Prova de integridade: como saber se a conciliação realmente fechou
Entenda a equação que liga a diferença original ao resultado analisado e evita relatórios aparentemente corretos.
O problema dos relatórios que apenas parecem corretos
Uma tabela bonita pode esconder linhas descartadas, duplicidades ou pares criados de forma incorreta. Conferir somente o total de conciliados não demonstra que todas as entradas foram preservadas.
A prova de integridade existe para responder uma pergunta simples: a composição do relatório explica exatamente a diferença que existia antes do cruzamento?
A identidade que precisa fechar
A diferença global deve ser igual às pendências da Base A menos as pendências da Base B, somadas às diferenças dos pares conciliados com valor divergente.
Essa igualdade precisa usar a mesma normalização de sinais e centavos aplicada na leitura. Se houver resíduo fora da tolerância definida, o resultado é reprovado.

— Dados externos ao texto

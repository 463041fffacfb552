//! # Loyalty Conversion Math
//!
//! Pure conversions between sale amounts and loyalty points, plus the
//! redemption capping rule.
//!
//! ## The Capping Rule
//! ```text
//! ┌─────────────────────────────────────────────────────────────────────────┐
//! │  Customer asks to redeem P points.                                      │
//! │                                                                         │
//! │  value(P) <= sale total  →  discount = value(P), redeem P               │
//! │                                                                         │
//! │  value(P) >  sale total  →  discount = sale total (capped)              │
//! │                             redeem value_to_points(discount), NOT P     │
//! │                                                                         │
//! │  Result: the ledger never records more points consumed than the         │
//! │  monetary benefit actually applied, and                                 │
//! │      Σ(value of points redeemed) == Σ(discount applied)                 │
//! │  holds as an invariant.                                                 │
//! └─────────────────────────────────────────────────────────────────────────┘
//! ```
//!
//! All arithmetic widens to i128 before dividing and rounds explicitly,
//! so no intermediate result can overflow or drift.

use serde::{Deserialize, Serialize};

use crate::money::{Money, Rounding};
use crate::points::Points;

/// Conversion rates extracted from a tenant's loyalty program.
#[derive(Debug, Clone, Copy, PartialEq, Eq, Serialize, Deserialize)]
pub struct LoyaltyRates {
    /// Points granted per `amount_for_points` spent.
    pub points_per_amount: Points,
    /// Spend bracket that earns `points_per_amount`.
    pub amount_for_points: Money,
    /// Monetary value of one whole point.
    pub amount_per_point: Money,
    pub is_active: bool,
}

/// Integer division with an explicit rounding mode.
///
/// Inputs are non-negative in every caller (negative inputs short-circuit
/// to zero earlier); ties round away from zero for HalfUp and to the even
/// neighbor for HalfEven.
fn div_round(numerator: i128, denominator: i128, rounding: Rounding) -> i64 {
    debug_assert!(denominator > 0);
    let quotient = numerator / denominator;
    let remainder = numerator % denominator;
    let doubled = remainder * 2;

    let rounded = match rounding {
        Rounding::HalfUp => {
            if doubled >= denominator {
                quotient + 1
            } else {
                quotient
            }
        }
        Rounding::HalfEven => {
            if doubled > denominator || (doubled == denominator && quotient % 2 != 0) {
                quotient + 1
            } else {
                quotient
            }
        }
    };
    rounded as i64
}

/// Points earned for a sale amount: `(amount / amount_for_points) ×
/// points_per_amount`, rounded to 2 decimal places.
///
/// Returns zero when the program is inactive, the amount is not positive,
/// or the rates are degenerate. Never returns a negative quantity.
///
/// ## Example
/// Program: 1 point per 100 FCFA. A 1000 FCFA sale earns 10.00 points.
pub fn points_earned(amount: Money, rates: &LoyaltyRates, rounding: Rounding) -> Points {
    if !rates.is_active
        || !amount.is_positive()
        || !rates.amount_for_points.is_positive()
        || !rates.points_per_amount.is_positive()
    {
        return Points::zero();
    }

    let centi = div_round(
        amount.minor() as i128 * rates.points_per_amount.centi() as i128,
        rates.amount_for_points.minor() as i128,
        rounding,
    );
    Points::from_centi(centi)
}

/// Monetary value of a point quantity: `points × amount_per_point`,
/// rounded to the currency's smallest unit.
///
/// Returns zero when the program is inactive or the quantity is not
/// positive. Never returns a negative amount.
pub fn points_value(points: Points, rates: &LoyaltyRates, rounding: Rounding) -> Money {
    if !rates.is_active || !points.is_positive() || !rates.amount_per_point.is_positive() {
        return Money::zero();
    }

    let minor = div_round(
        points.centi() as i128 * rates.amount_per_point.minor() as i128,
        100,
        rounding,
    );
    Money::from_minor(minor)
}

/// Inverse conversion: how many points correspond to a monetary amount.
///
/// Used when a capped discount must be rescaled back into the point
/// quantity actually consumed.
pub fn value_to_points(amount: Money, rates: &LoyaltyRates, rounding: Rounding) -> Points {
    if !rates.is_active || !amount.is_positive() || !rates.amount_per_point.is_positive() {
        return Points::zero();
    }

    let centi = div_round(
        amount.minor() as i128 * 100,
        rates.amount_per_point.minor() as i128,
        rounding,
    );
    Points::from_centi(centi)
}

/// Applies the capping rule to a redemption request.
///
/// Given the requested points and the sale's current total, returns
/// `(actual_points, actual_discount)` where the discount never exceeds
/// the total and, when capping occurred, the points are rescaled so the
/// ledger records only what funded the discount actually applied.
pub fn cap_redemption(
    requested: Points,
    sale_total: Money,
    rates: &LoyaltyRates,
    rounding: Rounding,
) -> (Points, Money) {
    let value = points_value(requested, rates, rounding);
    if value <= sale_total {
        return (requested, value);
    }

    let discount = sale_total;
    let actual_points = value_to_points(discount, rates, rounding);
    (actual_points, discount)
}

// =============================================================================
// Unit Tests
// =============================================================================

#[cfg(test)]
mod tests {
    use super::*;

    /// 1 point per 100 FCFA spent; each point worth 100 FCFA.
    fn fcfa_rates() -> LoyaltyRates {
        LoyaltyRates {
            points_per_amount: Points::from_whole(1),
            amount_for_points: Money::from_minor(100),
            amount_per_point: Money::from_minor(100),
            is_active: true,
        }
    }

    #[test]
    fn test_points_earned_basic() {
        // 1000 FCFA at 1 point / 100 FCFA = 10.00 points
        let earned = points_earned(Money::from_minor(1000), &fcfa_rates(), Rounding::HalfUp);
        assert_eq!(earned, Points::from_whole(10));
    }

    #[test]
    fn test_points_earned_fractional() {
        // 250 FCFA earns 2.50 points
        let earned = points_earned(Money::from_minor(250), &fcfa_rates(), Rounding::HalfUp);
        assert_eq!(earned.centi(), 250);
    }

    #[test]
    fn test_points_earned_rounding_modes() {
        // 10.125 points: HalfUp -> 10.13, HalfEven -> 10.12
        let rates = LoyaltyRates {
            points_per_amount: Points::from_whole(1),
            amount_for_points: Money::from_minor(800),
            amount_per_point: Money::from_minor(100),
            is_active: true,
        };
        let amount = Money::from_minor(8100);
        assert_eq!(
            points_earned(amount, &rates, Rounding::HalfUp).centi(),
            1013
        );
        assert_eq!(
            points_earned(amount, &rates, Rounding::HalfEven).centi(),
            1012
        );
    }

    #[test]
    fn test_calculators_never_negative() {
        let rates = fcfa_rates();
        assert_eq!(
            points_earned(Money::from_minor(-500), &rates, Rounding::HalfUp),
            Points::zero()
        );
        assert_eq!(
            points_value(Points::from_centi(-100), &rates, Rounding::HalfUp),
            Money::zero()
        );
        assert_eq!(
            value_to_points(Money::from_minor(-100), &rates, Rounding::HalfUp),
            Points::zero()
        );
    }

    #[test]
    fn test_inactive_program_returns_zero() {
        let rates = LoyaltyRates {
            is_active: false,
            ..fcfa_rates()
        };
        assert_eq!(
            points_earned(Money::from_minor(1000), &rates, Rounding::HalfUp),
            Points::zero()
        );
        assert_eq!(
            points_value(Points::from_whole(10), &rates, Rounding::HalfUp),
            Money::zero()
        );
    }

    #[test]
    fn test_points_value() {
        // 10 points at 100 FCFA/point = 1000 FCFA
        let value = points_value(Points::from_whole(10), &fcfa_rates(), Rounding::HalfUp);
        assert_eq!(value, Money::from_minor(1000));
    }

    #[test]
    fn test_cap_not_triggered() {
        // 10 points worth 1000 against a 1500 total: no capping
        let (points, discount) = cap_redemption(
            Points::from_whole(10),
            Money::from_minor(1500),
            &fcfa_rates(),
            Rounding::HalfUp,
        );
        assert_eq!(points, Points::from_whole(10));
        assert_eq!(discount, Money::from_minor(1000));
    }

    #[test]
    fn test_cap_rescales_points() {
        // 10 points worth 1000 against a 500 total: discount capped at 500,
        // actual points consumed rescaled to 5
        let rates = fcfa_rates();
        let (points, discount) = cap_redemption(
            Points::from_whole(10),
            Money::from_minor(500),
            &rates,
            Rounding::HalfUp,
        );
        assert_eq!(discount, Money::from_minor(500));
        assert_eq!(points, Points::from_whole(5));

        // Capping law: value of the recorded points equals the discount
        assert_eq!(points_value(points, &rates, Rounding::HalfUp), discount);
    }

    #[test]
    fn test_cap_exact_fit() {
        let (points, discount) = cap_redemption(
            Points::from_whole(5),
            Money::from_minor(500),
            &fcfa_rates(),
            Rounding::HalfUp,
        );
        assert_eq!(points, Points::from_whole(5));
        assert_eq!(discount, Money::from_minor(500));
    }
}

- Totais originais preservados
- Pendências dos dois lados contabilizadas
- Diferenças dos pares incluídas
- Tolerância monetária explícita
O que fazer quando a prova reprova
Não esconda o veredito e não force o relatório a fechar. Volte ao diagnóstico: verifique linhas descartadas, sinais, colunas de valor, duplicidades e regras de lote.
Uma reprovação legível é mais segura que um relatório silenciosamente ajustado. Ela indica exatamente onde a investigação deve continuar.
Por que a prova também melhora a auditoria
A equação cria uma ligação direta entre arquivo, configuração, execução e relatório. O auditor não precisa confiar apenas na descrição do processo; pode recalcular a composição.
Essa reprodutibilidade reduz discussões sobre versões de planilha e torna o fechamento defensável meses depois.